• Task requirements: Would you give the entries below again, precisely as they are written?

:::

//! Provider - Trait abstracting the provisioning backend
//!
//! A backend receives a fully resolved input set for one node and returns
//! a handle: the backend identifier plus the attribute values that only
//! exist after creation. Transient backend failures (timeouts, throttling)
//! are the backend's own business; from this engine's point of view a
//! failed create simply means the node never finalizes.

use std::collections::HashMap;
use std::future::Future;
use std::pin::Pin;

use crate::resource::{ResourceNode, Value};

/// Error type for provider operations
#[derive(Debug)]
pub struct ProviderError {
    pub message: String,
    pub node: Option<String>,
    pub cause: Option<Box<dyn std::error::Error + Send + Sync>>,
}

impl std::fmt::Display for ProviderError {
    fn fmt(&self, f: &mut std::fmt::Formatter<'_>) -> std::fmt::Result {
        if let Some(ref node) = self.node {
            write!(f, "[{}] {}", node, self.message)
        } else {
            write!(f, "{}", self.message)
        }
    }
}

impl std::error::Error for ProviderError {
    fn source(&self) -> Option<&(dyn std::error::Error + 'static)> {
        self.cause
            .as_ref()
            .map(|e| e.as_ref() as &dyn std::error::Error)
    }
}

impl ProviderError {
    pub fn new(message: impl Into<String>) -> Self {
        Self {
            message: message.into(),
            node: None,
            cause: None,
        }
    }

    pub fn for_node(mut self, node: impl Into<String>) -> Self {
        self.node = Some(node.into());
        self
    }

    pub fn with_cause(mut self, cause: impl std::error::Error + Send + Sync + 'static) -> Self {
        self.cause = Some(Box::new(cause));
        self
    }
}

pub type ProviderResult<T> = Result<T, ProviderError>;

/// Return type for async operations
pub type BoxFuture<'a, T> = Pin<Box<dyn Future<Output = T> + Send + 'a>>;

/// Handle returned by the backend for a created resource
#[derive(Debug, Clone)]
pub struct Created {
    /// Backend identifier (e.g., "net-7f3a21")
    pub identifier: String,
    /// Attribute values available only after creation
    pub attributes: HashMap<String, Value>,
}

impl Created {
    pub fn new(identifier: impl Into<String>) -> Self {
        Self {
            identifier: identifier.into(),
            attributes: HashMap::new(),
        }
    }

    pub fn with_attribute(mut self, key: impl Into<String>, value: Value) -> Self {
        self.attributes.insert(key.into(), value);
        self
    }
}

/// Main provider trait
///
/// Each provisioning backend implements this trait. `inputs` is the node's
/// declared attribute map with every reference replaced by its resolved
/// value and the materialized bootstrap script, if any, under `user_data`.
pub trait Provider: Send + Sync {
    /// Name of this provider (e.g., "local")
    fn name(&self) -> &'static str;

    /// Create the resource and report its post-creation attributes
    fn create(
        &self,
        node: &ResourceNode,
        inputs: &HashMap<String, Value>,
    ) -> BoxFuture<'_, ProviderResult<Created>>;
}

/// Provider implementation for Box<dyn Provider>
/// This enables dynamic dispatch for providers
impl Provider for Box<dyn Provider> {
    fn name(&self) -> &'static str {
        (**self).name()
    }

    fn create(
        &self,
        node: &ResourceNode,
        inputs: &HashMap<String, Value>,
    ) -> BoxFuture<'_, ProviderResult<Created>> {
        (**self).create(node, inputs)
    }
}

#[cfg(test)]
mod tests {
    use super::*;
    use crate::resource::NodeKind;

    struct MockProvider;

    impl Provider for MockProvider {
        fn name(&self) -> &'static str {
            "mock"
        }

        fn create(
            &self,
            node: &ResourceNode,
            _inputs: &HashMap<String, Value>,
        ) -> BoxFuture<'_, ProviderResult<Created>> {
            let mut created = Created::new("mock-id-123");
            for deferred in &node.deferred {
                created = created.with_attribute(
                    deferred.clone(),
                    Value::String(format!("{}-value", deferred)),
                );
            }
            Box::pin(async move { Ok(created) })
        }
    }

    #[tokio::test]
    async fn mock_provider_reports_deferred_attributes() {
        let provider = MockProvider;
        let node = ResourceNode::new("database", NodeKind::ComputeInstance)
            .with_deferred("private_ip");

        let created = provider.create(&node, &HashMap::new()).await.unwrap();
        assert_eq!(created.identifier, "mock-id-123");
        assert_eq!(
            created.attributes.get("private_ip"),
            Some(&Value::String("private_ip-value".to_string()))
        );
    }

    #[test]
    fn provider_error_display_includes_node() {
        let err = ProviderError::new("address pool exhausted").for_node("webapp");
        assert_eq!(err.to_string(), "[webapp] address pool exhausted");
    }
}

:::

• Response box:
//! Provider - Trait abstracting the provisioning backend
//!
//! A backend receives a fully resolved input set for one node and returns
//! a handle: the backend identifier plus the attribute values that only
//! exist after creation. Transient backend failures (timeouts, throttling)
//! are the backend's own business; from this engine's point of view a
//! failed create simply means the node never finalizes.

use std::collections::HashMap;
use std::future::Future;
use std::pin::Pin;

use crate::resource::{ResourceNode, Value};

/// Error type for provider operations
#[derive(Debug)]
pub struct ProviderError {
    pub message: String,
    pub node: Option<String>,
    pub cause: Option<Box<dyn std::error::Error + Send + Sync>>,
}

impl std::fmt::Display for ProviderError {
    fn fmt(&self, f: &mut std::fmt::Formatter<'_>) -> std::fmt::Result {
        if let Some(ref node) = self.node {
            write!(f, "[{}] {}", node, self.message)
        } else {
            write!(f, "{}", self.message)
        }
    }
}

impl std::error::Error for ProviderError {
    fn source(&self) -> Option<&(dyn std::error::Error + 'static)> {
        self.cause
            .as_ref()
            .map(|e| e.as_ref() as &dyn std::error::Error)
    }
}

impl ProviderError {
    pub fn new(message: impl Into<String>) -> Self {
        Self {
            message: message.into(),
            node: None,
            cause: None,
        }
    }

    pub fn for_node(mut self, node: impl Into<String>) -> Self {
        self.node = Some(node.into());
        self
    }

    pub fn with_cause(mut self, cause: impl std::error::Error + Send + Sync + 'static) -> Self {
        self.cause = Some(Box::new(cause));
        self
    }
}

pub type ProviderResult<T> = Result<T, ProviderError>;

/// Return type for async operations
pub type BoxFuture<'a, T> = Pin<Box<dyn Future<Output = T> + Send + 'a>>;

/// Handle returned by the backend for a created resource
#[derive(Debug, Clone)]
pub struct Created {
    /// Backend identifier (e.g., "net-7f3a21")
    pub identifier: String,
    /// Attribute values available only after creation
    pub attributes: HashMap<String, Value>,
}

impl Created {
    pub fn new(identifier: impl Into<String>) -> Self {
        Self {
            identifier: identifier.into(),
            attributes: HashMap::new(),
        }
    }

    pub fn with_attribute(mut self, key: impl Into<String>, value: Value) -> Self {
        self.attributes.insert(key.into(), value);
        self
    }
}

/// Main provider trait
///
/// Each provisioning backend implements this trait. `inputs` is the node's
/// declared attribute map with every reference replaced by its resolved
/// value and the materialized bootstrap script, if any, under `user_data`.
pub trait Provider: Send + Sync {
    /// Name of this provider (e.g., "local")
    fn name(&self) -> &'static str;

    /// Create the resource and report its post-creation attributes
    fn create(
        &self,
        node: &ResourceNode,
        inputs: &HashMap<String, Value>,
    ) -> BoxFuture<'_, ProviderResult<Created>>;
}

/// Provider implementation for Box<dyn Provider>
/// This enables dynamic dispatch for providers
impl Provider for Box<dyn Provider> {
    fn name(&self) -> &'static str {
        (**self).name()
    }

    fn create(
        &self,
        node: &ResourceNode,
        inputs: &HashMap<String, Value>,
    ) -> BoxFuture<'_, ProviderResult<Created>> {
        (**self).create(node, inputs)
    }
}

#[cfg(test)]
mod tests {
    use super::*;
    use crate::resource::NodeKind;

    struct MockProvider;

    impl Provider for MockProvider {
        fn name(&self) -> &'static str {
            "mock"
        }

        fn create(
            &self,
            node: &ResourceNode,
            _inputs: &HashMap<String, Value>,
        ) -> BoxFuture<'_, ProviderResult<Created>> {
            let mut created = Created::new("mock-id-123");
            for deferred in &node.deferred {
                created = created.with_attribute(
                    deferred.clone(),
                    Value::String(format!("{}-value", deferred)),
                );
            }
            Box::pin(async move { Ok(created) })
        }
    }

    #[tokio::test]
    async fn mock_provider_reports_deferred_attributes() {
        let provider = MockProvider;
        let node = ResourceNode::new("database", NodeKind::ComputeInstance)
            .with_deferred("private_ip");

        let created = provider.create(&node, &HashMap::new()).await.unwrap();
        assert_eq!(created.identifier, "mock-id-123");
        assert_eq!(
            created.attributes.get("private_ip"),
            Some(&Value::String("private_ip-value".to_string()))
        );
    }

    #[test]
    fn provider_error_display_includes_node() {
        let err = ProviderError::new("address pool exhausted").for_node("webapp");
        assert_eq!(err.to_string(), "[webapp] address pool exhausted");
    }
}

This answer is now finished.